'Not really a police issue': Police ignored five 999 calls about psychotic man who later died in custody

 

Emergency calls where a hostel manager desperately tried to warn police about the condition of a seriously disturbed man were played to a court room today.

Five calls were made telling police about Sean Rigg, a seriously disturbed psychotic man who had physically threatened his carers, damaged property and posed an immediate risk to the public were ignored, the inquest into his death heard.

Mr Rigg died in police custody in August 2008 after eventually being picked up on a street near the hostel where he lived in Brixton, south London. But desperate 999 calls made by managers at the hostel where he lived for more than three hours before his arrest, pleading for urgent police assistance, were not taken seriously, the court heard.

The jury at Southwark Coroner’s Court was played recordings of the final two calls by the manager of Mr Rigg’s hostel, Angela Wood, who broke down on several occasions while giving evidence. Ms Wood was told by the final call handler to “speak to her MP” if she was unhappy about police procedures; that mental health was not “really a police issue” and that Mr Rigg was not an emergency.

Ms Wood is captured on tape saying: “Sean Rigg is out on the street and is a threat to the public... you want me to send paramedics to a man who is psychotic… a black belt in karate who is throwing karate punches... I don’t think you have a handle on the situation... this guy is actively psychotic and is going to hurt somebody... this is absolutely ridiculous, you don’t understand about this guy.”

Maurice Gluck, the civilian call handler, is heard saying: “I do [understand], you’ve explained to me three times. I have a degree in psychology… You’ll just have to wait until we have a unit available... I cannot help you any further...”
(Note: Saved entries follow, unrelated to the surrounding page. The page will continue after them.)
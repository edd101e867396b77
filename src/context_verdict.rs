use crate::{Error, Result};

/// Outcome of checking a document's context set against a suite's compatibility rules.
#[derive(Clone, Debug, Eq, PartialEq)]
pub enum ContextVerdict {
    Compatible,
    /// Both contexts of a collision rule are declared.  Each defines the same terms differently, so
    /// the document can't be interpreted unambiguously.
    Incompatible {
        specific_context_url: String,
        generic_context_url: String,
    },
    /// None of the suite's compatible contexts are declared.
    Absent,
}

impl ContextVerdict {
    pub fn is_compatible(&self) -> bool {
        matches!(self, Self::Compatible)
    }
    pub fn into_result(self) -> Result<()> {
        match self {
            Self::Compatible => Ok(()),
            Self::Incompatible {
                specific_context_url,
                generic_context_url,
            } => Err(Error::IncompatibleContext(
                format!(
                    "the {:?} and {:?} contexts are incompatible; the {:?} context alone is sufficient",
                    specific_context_url, generic_context_url, generic_context_url
                )
                .into(),
            )),
            Self::Absent => Err(Error::MissingContext(
                "the document does not declare any context compatible with this signature suite"
                    .into(),
            )),
        }
    }
}
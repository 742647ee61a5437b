//! Schema-aware pub/sub CRUD protocol layer.
//!
//! A [`Provider`] translates typed CRUD calls into request/reply
//! traffic over a [`Transport`], applying a tombstone-aware default
//! filter derived from a [`Schema`]. A [`Store`] is the peer on the
//! other side: it subscribes the same subjects, decodes requests, and
//! dispatches them to a [`Model`]. Both share subjects built by
//! [`subject::build`] and exchange the `{result}`/`{error}` envelope
//! defined in [`envelope`].

pub mod condition;
pub mod envelope;
pub mod error;
pub mod executor;
pub mod model;
pub mod provider;
pub mod schema;
pub mod store;
pub mod subject;
pub mod transport;

#[cfg(any(test, feature = "testing"))]
pub mod testing;

pub use envelope::{CountRequest, CreateRequest, Envelope, FindRequest, UpdateRequest};
pub use error::{PubSubError, Result};
pub use executor::{BatchOptions, RequestOptions};
pub use model::Model;
pub use provider::events::{BusEvent, EventBridge, Listener, ListenerId};
pub use provider::stream::{StreamDuplex, StreamOptions};
pub use provider::{Provider, ProviderOptions};
pub use schema::{FieldMap, Schema, TypeRefs};
pub use store::{DispatchError, Store, StoreOptions};
pub use subject::{Prefixes, SubjectGroup, SubjectOptions, Subjects};
pub use transport::{HandlerFn, SubscriptionId, Transport};

/// Installs a `tracing-subscriber` fmt layer for test output, once per
/// process. Tests call this instead of relying on a global subscriber
/// the library itself has no business installing.
#[cfg(test)]
pub(crate) fn init_test_tracing() {
    use std::sync::Once;
    static INIT: Once = Once::new();
    INIT.call_once(|| {
        let _ = tracing_subscriber::fmt().with_test_writer().try_init();
    });
}
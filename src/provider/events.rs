//! Event Bridge — maps bus `create`/`update` traffic onto local
//! listener registrations, keyed by an opaque handle so registrations
//! can be torn down precisely.

use crate::error::{PubSubError, Result};
use crate::subject::{SubjectGroup, Subjects};
use crate::transport::{HandlerFn, SubscriptionId, Transport};
use serde_json::Value;
use std::collections::HashMap;
use std::sync::atomic::{AtomicU64, Ordering};
use std::sync::Arc;
use tokio::sync::RwLock;

/// The two broadcast events the bus re-publishes per schema (spec.md
/// §4.7). Any other event name is a local-only listener.
#[derive(Debug, Clone, Copy, PartialEq, Eq, Hash)]
pub enum BusEvent {
    Create,
    Update,
}

/// A listener invoked with `Ok(parsed_object)` on successful decode or
/// `Err(PubSubError::Decode)` on parse failure — the Rust collapse of
/// spec.md's `(err, query)` callback pair (DESIGN.md Open Question #3).
pub type Listener = Arc<dyn Fn(Result<Value>) + Send + Sync>;

/// Opaque handle returned by `on`/`once`, passed back to `remove_listener`.
#[derive(Debug, Clone, Copy, PartialEq, Eq, Hash)]
pub struct ListenerId(u64);

struct Registration {
    event: Option<BusEvent>,
    subscription_ids: Vec<SubscriptionId>,
}

/// Subscribes the `create`/`update` subjects once per Provider and fans
/// decoded payloads out to registered local listeners.
pub struct EventBridge<T: Transport> {
    transport: Arc<T>,
    subjects: Subjects,
    listeners: RwLock<HashMap<ListenerId, (Listener, Registration)>>,
    next_id: AtomicU64,
}

impl<T: Transport> EventBridge<T> {
    pub fn new(transport: Arc<T>, subjects: Subjects) -> Self {
        Self {
            transport,
            subjects,
            listeners: RwLock::new(HashMap::new()),
            next_id: AtomicU64::new(0),
        }
    }

    fn group_for(&self, event: BusEvent) -> &SubjectGroup {
        match event {
            BusEvent::Create => &self.subjects.create,
            BusEvent::Update => &self.subjects.update,
        }
    }

    /// Register a persistent listener on `create`/`update`, allocating
    /// subscriptions on both subjects in that group. `None` registers a
    /// local-only listener with no bus interaction.
    pub async fn on(self: &Arc<Self>, event: Option<BusEvent>, listener: Listener) -> ListenerId {
        self.register(event, listener, false).await
    }

    /// Like `on`, but the listener fires at most once, unsubscribing
    /// itself afterward.
    pub async fn once(self: &Arc<Self>, event: Option<BusEvent>, listener: Listener) -> ListenerId {
        self.register(event, listener, true).await
    }

    /// `prependListener` has no re-ordering effect on the bus (spec.md
    /// §4.7); aliased to `on`.
    pub async fn prepend_listener(self: &Arc<Self>, event: Option<BusEvent>, listener: Listener) -> ListenerId {
        self.on(event, listener).await
    }

    /// `prependOnceListener`, aliased to `once`.
    pub async fn prepend_once_listener(self: &Arc<Self>, event: Option<BusEvent>, listener: Listener) -> ListenerId {
        self.once(event, listener).await
    }

    async fn register(self: &Arc<Self>, event: Option<BusEvent>, listener: Listener, once: bool) -> ListenerId {
        let id = ListenerId(self.next_id.fetch_add(1, Ordering::SeqCst));

        let fire: Listener = if once {
            let bridge = self.clone();
            let inner = listener.clone();
            let fired = Arc::new(std::sync::atomic::AtomicBool::new(false));
            Arc::new(move |result| {
                if fired.swap(true, Ordering::SeqCst) {
                    return;
                }
                inner(result);
                let bridge = bridge.clone();
                tokio::spawn(async move { bridge.remove_listener(id).await });
            })
        } else {
            listener
        };

        let subscription_ids = if let Some(event) = event {
            self.subscribe_group(event, fire.clone()).await
        } else {
            Vec::new()
        };
        self.listeners.write().await.insert(
            id,
            (
                fire,
                Registration {
                    event,
                    subscription_ids,
                },
            ),
        );
        id
    }

    /// Unsubscribe exactly the IDs allocated for this registration.
    pub async fn remove_listener(&self, id: ListenerId) {
        if let Some((_, registration)) = self.listeners.write().await.remove(&id) {
            for sid in registration.subscription_ids {
                self.transport.unsubscribe(sid).await;
            }
        }
    }

    /// Remove every listener registered for `event`, or every listener
    /// at all if `event` is `None`.
    pub async fn remove_all_listeners(&self, event: Option<BusEvent>) {
        let mut listeners = self.listeners.write().await;
        let ids: Vec<ListenerId> = listeners
            .iter()
            .filter(|(_, (_, reg))| event.is_none() || reg.event == event)
            .map(|(id, _)| *id)
            .collect();
        for id in ids {
            if let Some((_, registration)) = listeners.remove(&id) {
                for sid in registration.subscription_ids {
                    self.transport.unsubscribe(sid).await;
                }
            }
        }
    }

    async fn subscribe_group(&self, event: BusEvent, listener: Listener) -> Vec<SubscriptionId> {
        let group = self.group_for(event).clone();
        let mut ids = Vec::new();
        for subject in [group.base.clone(), group.wildcard.clone()] {
            let handler = Self::make_handler(listener.clone());
            ids.push(self.transport.subscribe(&subject, handler).await);
        }
        ids
    }

    // A publish-with-reply-to is an ordinary publish on the base subject;
    // the Store's own subscription is just one of possibly many. The
    // Event Bridge listens on the same subjects and sees the same raw
    // request payload (e.g. `{object, projection}` for `create`) the
    // Store dispatches from — there is no separate notification channel.
    fn make_handler(listener: Listener) -> HandlerFn {
        Arc::new(move |bytes, _reply_to| {
            let listener = listener.clone();
            Box::pin(async move {
                match serde_json::from_slice::<Value>(&bytes) {
                    Ok(value) => listener(Ok(value)),
                    Err(e) => listener(Err(PubSubError::decode(e.to_string()))),
                }
            })
        })
    }
}

#[cfg(test)]
mod tests {
    use super::*;
    use crate::testing::InMemoryTransport;
    use serde_json::json;
    use std::sync::Mutex;

    fn subjects() -> Subjects {
        crate::subject::build("widget", &crate::subject::SubjectOptions::default())
    }

    #[tokio::test]
    async fn on_create_receives_decoded_payload() {
        let transport = Arc::new(InMemoryTransport::new());
        let bridge = Arc::new(EventBridge::new(transport.clone(), subjects()));

        let received = Arc::new(Mutex::new(Vec::new()));
        let received_clone = received.clone();
        bridge
            .on(
                Some(BusEvent::Create),
                Arc::new(move |result| {
                    received_clone.lock().unwrap().push(result);
                }),
            )
            .await;

        transport
            .publish(
                "create.widget",
                serde_json::to_vec(&json!({"object": {"name": "widget-1"}})).unwrap(),
            )
            .await;
        tokio::time::sleep(std::time::Duration::from_millis(10)).await;

        let received = received.lock().unwrap();
        assert_eq!(received.len(), 1);
        assert_eq!(received[0].as_ref().unwrap()["object"]["name"], json!("widget-1"));
    }

    #[tokio::test]
    async fn decode_failure_invokes_listener_with_err() {
        crate::init_test_tracing();
        let transport = Arc::new(InMemoryTransport::new());
        let bridge = Arc::new(EventBridge::new(transport.clone(), subjects()));

        let received = Arc::new(Mutex::new(Vec::new()));
        let received_clone = received.clone();
        bridge
            .on(
                Some(BusEvent::Update),
                Arc::new(move |result| {
                    received_clone.lock().unwrap().push(result.is_err());
                }),
            )
            .await;

        transport.publish("update.widget", b"not json".to_vec()).await;
        tokio::time::sleep(std::time::Duration::from_millis(10)).await;

        assert_eq!(received.lock().unwrap().as_slice(), &[true]);
    }

    #[tokio::test]
    async fn remove_listener_stops_further_delivery() {
        let transport = Arc::new(InMemoryTransport::new());
        let bridge = Arc::new(EventBridge::new(transport.clone(), subjects()));

        let count = Arc::new(Mutex::new(0));
        let count_clone = count.clone();
        let id = bridge
            .on(
                Some(BusEvent::Create),
                Arc::new(move |_result| {
                    *count_clone.lock().unwrap() += 1;
                }),
            )
            .await;

        bridge.remove_listener(id).await;

        transport
            .publish("create.widget", serde_json::to_vec(&json!({"object": {}})).unwrap())
            .await;
        tokio::time::sleep(std::time::Duration::from_millis(10)).await;

        assert_eq!(*count.lock().unwrap(), 0);
    }

    #[tokio::test]
    async fn once_listener_fires_at_most_once() {
        let transport = Arc::new(InMemoryTransport::new());
        let bridge = Arc::new(EventBridge::new(transport.clone(), subjects()));

        let count = Arc::new(Mutex::new(0));
        let count_clone = count.clone();
        bridge
            .once(
                Some(BusEvent::Create),
                Arc::new(move |_result| {
                    *count_clone.lock().unwrap() += 1;
                }),
            )
            .await;

        for _ in 0..3 {
            transport
                .publish("create.widget", serde_json::to_vec(&json!({"object": {}})).unwrap())
                .await;
        }
        tokio::time::sleep(std::time::Duration::from_millis(20)).await;

        assert_eq!(*count.lock().unwrap(), 1);
    }

    #[tokio::test]
    async fn local_only_listener_has_no_bus_subscription() {
        let transport = Arc::new(InMemoryTransport::new());
        let bridge = Arc::new(EventBridge::new(transport.clone(), subjects()));

        let id = bridge.on(None, Arc::new(|_result| {})).await;
        let listeners = bridge.listeners.read().await;
        assert!(listeners.get(&id).unwrap().1.subscription_ids.is_empty());
    }
}
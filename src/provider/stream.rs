//! Stream Duplex — the Provider as an object-mode duplex stream.
//!
//! Readable side: a `Stream<Item = Value>` fed by the Event Bridge's
//! `create` registration, paired with a separate `stream-error`
//! broadcast so malformed deliveries never terminate the stream itself
//! (spec.md §4.8). Writable side: `send`/`send_batch`, switching
//! between request-executor-backed and fire-and-forget publish modes
//! depending on `no_ack_stream`.

use crate::envelope::CreateRequest;
use crate::error::{PubSubError, Result};
use crate::executor::{self, RequestOptions};
use crate::provider::events::{BusEvent, EventBridge};
use crate::provider::ProviderOptions;
use crate::subject::Subjects;
use crate::transport::Transport;
use serde_json::{json, Value};
use std::sync::Arc;
use tokio::sync::{broadcast, mpsc};
use tokio_stream::wrappers::ReceiverStream;

/// Construction options for a `StreamDuplex`: ack mode, readable
/// backpressure, and the per-chunk request timeout.
#[derive(Debug, Clone)]
pub struct StreamOptions {
    pub no_ack_stream: bool,
    pub high_water_mark: Option<usize>,
    pub timeout_ms: u64,
}

impl Default for StreamOptions {
    fn default() -> Self {
        Self {
            no_ack_stream: false,
            high_water_mark: None,
            timeout_ms: 5_000,
        }
    }
}

impl StreamOptions {
    pub fn new() -> Self {
        Self::default()
    }

    pub fn with_no_ack_stream(mut self, no_ack_stream: bool) -> Self {
        self.no_ack_stream = no_ack_stream;
        self
    }

    pub fn with_high_water_mark(mut self, high_water_mark: usize) -> Self {
        self.high_water_mark = Some(high_water_mark);
        self
    }

    pub fn with_timeout_ms(mut self, timeout_ms: u64) -> Self {
        self.timeout_ms = timeout_ms;
        self
    }
}

impl From<&ProviderOptions> for StreamOptions {
    fn from(options: &ProviderOptions) -> Self {
        Self {
            no_ack_stream: options.no_ack_stream,
            high_water_mark: options.high_water_mark,
            timeout_ms: options.timeout_ms,
        }
    }
}

/// The object-mode duplex built on top of a Provider's subjects.
pub struct StreamDuplex<T: Transport> {
    transport: Arc<T>,
    subjects: Subjects,
    events: Arc<EventBridge<T>>,
    options: StreamOptions,
    stream_errors: broadcast::Sender<PubSubError>,
}

impl<T: Transport> StreamDuplex<T> {
    pub fn new(
        transport: Arc<T>,
        subjects: Subjects,
        events: Arc<EventBridge<T>>,
        options: StreamOptions,
    ) -> Self {
        let (stream_errors, _) = broadcast::channel(256);
        Self {
            transport,
            subjects,
            events,
            options,
            stream_errors,
        }
    }

    /// Subscribe to `stream-error` notifications: decode failures and
    /// missing-`object` deliveries that never tear down the readable
    /// side (spec.md §4.8).
    pub fn subscribe_stream_errors(&self) -> broadcast::Receiver<PubSubError> {
        self.stream_errors.subscribe()
    }

    /// The readable half: subscribes to the `create` event through the
    /// Event Bridge, pushing each decoded `object` (or each element, if
    /// `object` is an array) onto the returned stream. `high_water_mark`
    /// (if set) bounds the internal channel, giving the producer
    /// backpressure instead of unbounded buffering.
    pub async fn readable(&self) -> ReceiverStream<Value> {
        let capacity = self.options.high_water_mark.unwrap_or(1024).max(1);
        let (tx, rx) = mpsc::channel(capacity);
        let stream_errors = self.stream_errors.clone();

        let listener = {
            let tx = tx.clone();
            let stream_errors = stream_errors.clone();
            Arc::new(move |result: Result<Value>| {
                let tx = tx.clone();
                let stream_errors = stream_errors.clone();
                match result {
                    Err(err) => {
                        let _ = stream_errors.send(err);
                    }
                    Ok(message) => {
                        let Some(object) = message.get("object").cloned() else {
                            let _ = stream_errors
                                .send(PubSubError::stream("create message is missing `object`"));
                            return;
                        };
                        tokio::spawn(async move {
                            match object {
                                Value::Array(items) => {
                                    for item in items {
                                        let _ = tx.send(item).await;
                                    }
                                }
                                other => {
                                    let _ = tx.send(other).await;
                                }
                            }
                        });
                    }
                }
            })
        };

        self.events.on(Some(BusEvent::Create), listener).await;
        ReceiverStream::new(rx)
    }

    fn request_options(&self) -> RequestOptions {
        RequestOptions {
            no_ack: self.options.no_ack_stream,
            timeout_ms: self.options.timeout_ms,
        }
    }

    /// The writable half for a single chunk: a create request with
    /// projection `{id:1}`.
    ///
    /// - `noAckStream = false`: goes through the normal request
    ///   executor; a failure is reported via `stream-error` rather than
    ///   propagated, so the pipeline is never torn down.
    /// - `noAckStream = true`: published without reply; returns as soon
    ///   as publish completes.
    pub async fn send(&self, object: Value) {
        let payload = CreateRequest {
            object,
            projection: json!({"id": 1}),
        };
        let result = executor::exec(
            self.transport.as_ref(),
            &self.subjects.create.base,
            self.request_options(),
            payload,
        )
        .await;
        if let Err(err) = result {
            let _ = self.stream_errors.send(err);
        }
    }

    /// `_writev` equivalent: a batched write of coalesced chunks.
    /// Under `noAckStream = true` this is a single publish carrying the
    /// whole batch as an array payload (spec.md §4.8/§8 scenario 6);
    /// otherwise each chunk still goes through `send` independently.
    pub async fn send_batch(&self, objects: Vec<Value>) {
        if !self.options.no_ack_stream {
            for object in objects {
                self.send(object).await;
            }
            return;
        }
        if objects.is_empty() {
            return;
        }
        let payload = CreateRequest {
            object: Value::Array(objects),
            projection: json!({"id": 1}),
        };
        executor::exec(
            self.transport.as_ref(),
            &self.subjects.create.base,
            self.request_options(),
            payload,
        )
        .await
        .ok();
    }
}

#[cfg(test)]
mod tests {
    use super::*;
    use crate::provider::{Provider, ProviderOptions};
    use crate::schema::Schema;
    use crate::store::Store;
    use crate::testing::{InMemoryModel, InMemoryTransport};
    use tokio_stream::StreamExt;

    async fn setup(
        no_ack_stream: bool,
    ) -> (
        Store<InMemoryTransport, InMemoryModel>,
        Provider<InMemoryTransport>,
        Arc<InMemoryTransport>,
    ) {
        let transport = Arc::new(InMemoryTransport::new());
        let schema = Schema::new("Widget", serde_json::Map::new());
        let mut store = Store::new(schema.clone(), transport.clone(), |_s| InMemoryModel::new());
        store.open().await.unwrap();

        let options = ProviderOptions {
            no_ack_stream,
            ..ProviderOptions::default()
        };
        let provider = Provider::new(schema, transport.clone(), options).unwrap();
        (store, provider, transport)
    }

    #[tokio::test]
    async fn send_with_ack_goes_through_request_executor() {
        let (_store, provider, _transport) = setup(false).await;
        let stream = provider.stream();
        stream.send(json!({"name": "widget-1"})).await;

        let found = provider.count_all().await.unwrap();
        assert_eq!(found, 1);
    }

    #[tokio::test]
    async fn send_batch_with_no_ack_stream_is_a_single_publish() {
        let (_store, provider, _transport) = setup(true).await;
        let stream = provider.stream();

        stream
            .send_batch(vec![json!({"a": 1}), json!({"a": 2}), json!({"a": 3})])
            .await;
        tokio::time::sleep(std::time::Duration::from_millis(10)).await;

        assert_eq!(provider.count_all().await.unwrap(), 3);
    }

    #[tokio::test]
    async fn readable_side_receives_pushed_objects() {
        let (_store, provider, _transport) = setup(false).await;
        let stream = provider.stream();
        let mut readable = stream.readable().await;

        provider.create(json!({"name": "widget-1"}), Value::Null).await.unwrap();

        let first = tokio::time::timeout(std::time::Duration::from_millis(200), readable.next())
            .await
            .unwrap()
            .unwrap();
        assert_eq!(first["name"], json!("widget-1"));
    }

    #[tokio::test]
    async fn readable_side_reports_missing_object_as_stream_error() {
        let (_store, provider, transport) = setup(false).await;
        let stream = provider.stream();
        let mut errors = stream.subscribe_stream_errors();
        let _readable = stream.readable().await;

        // A malformed producer publishes a create message with no
        // `object` field directly on the create subject.
        transport
            .publish("create.widget", serde_json::to_vec(&json!({"nope": true})).unwrap())
            .await;

        let err = tokio::time::timeout(std::time::Duration::from_millis(200), errors.recv())
            .await
            .unwrap()
            .unwrap();
        assert!(matches!(err, PubSubError::Stream(_)));
    }
}
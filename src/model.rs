//! The storage backend contract consumed by Store, produced by the
//! caller's `buildModel(schema)` equivalent. Query dialect and
//! persistence are entirely the implementor's concern (spec.md §1).

use crate::error::Result;
use async_trait::async_trait;
use serde_json::Value;

/// The data model a Store dispatches decoded requests to.
#[async_trait]
pub trait Model: Send + Sync + 'static {
    async fn count(&self, conditions: Value) -> Result<i64>;

    /// `object` may be a scalar JSON object or an array of objects;
    /// implementors must handle both (spec.md §4.5/§6).
    async fn create(&self, object: Value, projection: Value) -> Result<Value>;

    async fn find(&self, conditions: Value, projection: Value, options: Value) -> Result<Vec<Value>>;

    /// `options` always carries `multi: true`, forced by the Store
    /// (spec.md §4.5/§9) — callers cannot override it through the wire
    /// payload.
    async fn update(&self, conditions: Value, object: Value, options: Value) -> Result<Value>;
}
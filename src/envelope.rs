//! Envelope Codec — encode requests, decode the `{result}`/`{error}` reply.

use crate::error::{PubSubError, Result};
use serde::Serialize;
use serde_json::Value;

/// A decoded response envelope: exactly one of `result`/`error`.
#[derive(Debug, Clone)]
pub enum Envelope {
    Result(Value),
    Error { message: String },
}

/// Wire shape of a response envelope. Both fields are optional on the
/// wire; exactly one must be present, enforced in `Envelope::try_from`.
#[derive(Debug, Clone, serde::Serialize, serde::Deserialize)]
struct WireEnvelope {
    #[serde(skip_serializing_if = "Option::is_none")]
    result: Option<Value>,
    #[serde(skip_serializing_if = "Option::is_none")]
    error: Option<WireError>,
}

#[derive(Debug, Clone, serde::Serialize, serde::Deserialize)]
struct WireError {
    message: String,
}

impl TryFrom<WireEnvelope> for Envelope {
    type Error = PubSubError;

    fn try_from(wire: WireEnvelope) -> Result<Self> {
        match (wire.result, wire.error) {
            (Some(result), None) => Ok(Envelope::Result(result)),
            (None, Some(err)) => Ok(Envelope::Error {
                message: err.message,
            }),
            (None, None) => Err(PubSubError::decode(
                "envelope has neither result nor error",
            )),
            (Some(_), Some(_)) => Err(PubSubError::decode(
                "envelope has both result and error",
            )),
        }
    }
}

/// Wire shape of a `count` request: spec.md §6 `{conditions}`.
#[derive(Debug, Clone, Serialize)]
pub struct CountRequest {
    pub conditions: Value,
}

/// Wire shape of a `create` request: spec.md §6 `{object, projection}`.
/// `object` may be a scalar JSON object or an array.
#[derive(Debug, Clone, Serialize)]
pub struct CreateRequest {
    pub object: Value,
    pub projection: Value,
}

/// Wire shape of a `find` request: spec.md §6 `{conditions, projection, options?}`.
#[derive(Debug, Clone, Serialize)]
pub struct FindRequest {
    pub conditions: Value,
    pub projection: Value,
    #[serde(skip_serializing_if = "Option::is_none")]
    pub options: Option<Value>,
}

/// Wire shape of an `update` request: spec.md §6 `{conditions, object, projection, options?}`.
#[derive(Debug, Clone, Serialize)]
pub struct UpdateRequest {
    pub conditions: Value,
    pub object: Value,
    pub projection: Value,
    #[serde(skip_serializing_if = "Option::is_none")]
    pub options: Option<Value>,
}

/// Serialize a request payload to its wire bytes. `T` is one of the
/// typed `*Request` structs above, so serde's derive emits fields in
/// the struct's declared order, matching the wire payload shapes in
/// spec.md §6 — `serde_json::Value`'s own `Map` is `BTreeMap`-backed
/// (this crate does not enable the `preserve_order` feature) and would
/// serialize its keys alphabetically instead.
pub fn encode_request<T: Serialize>(payload: &T) -> Result<Vec<u8>> {
    serde_json::to_vec(payload).map_err(PubSubError::from)
}

/// Parse a reply's bytes into its envelope, then demux to a `Result`:
/// `{error}` becomes `Err(PubSubError::Remote)`, `{result}` becomes `Ok`.
pub fn decode_response(bytes: &[u8]) -> Result<Value> {
    let wire: WireEnvelope = serde_json::from_slice(bytes)
        .map_err(|e| PubSubError::decode(e.to_string()))?;
    match Envelope::try_from(wire)? {
        Envelope::Result(v) => Ok(v),
        Envelope::Error { message } => Err(PubSubError::remote(message)),
    }
}

/// Wrap a successful value as `{result: v}`.
pub fn wrap_result(value: Value) -> Vec<u8> {
    let wire = WireEnvelope {
        result: Some(value),
        error: None,
    };
    serde_json::to_vec(&wire).expect("envelope serialization cannot fail")
}

/// Wrap an error as `{error: {message}}`. Only the message survives.
pub fn wrap_error(err: &PubSubError) -> Vec<u8> {
    let wire = WireEnvelope {
        result: None,
        error: Some(WireError {
            message: err.message(),
        }),
    };
    serde_json::to_vec(&wire).expect("envelope serialization cannot fail")
}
Asked about the final call, which was terminated by Mr Gluck, Ms Wood told the court: “I was getting to the point of desperation. I didn’t know what else to do from then on... It almost felt like a battle of wills with him, that he wasn’t listening. I didn’t know what else to do.”

Mr Rigg, 40, who had a 20-year-long history of aggression and disturbed behaviour when suffering an acute mental breakdown, did not receive an acceptable standard of care from the police, she told the court.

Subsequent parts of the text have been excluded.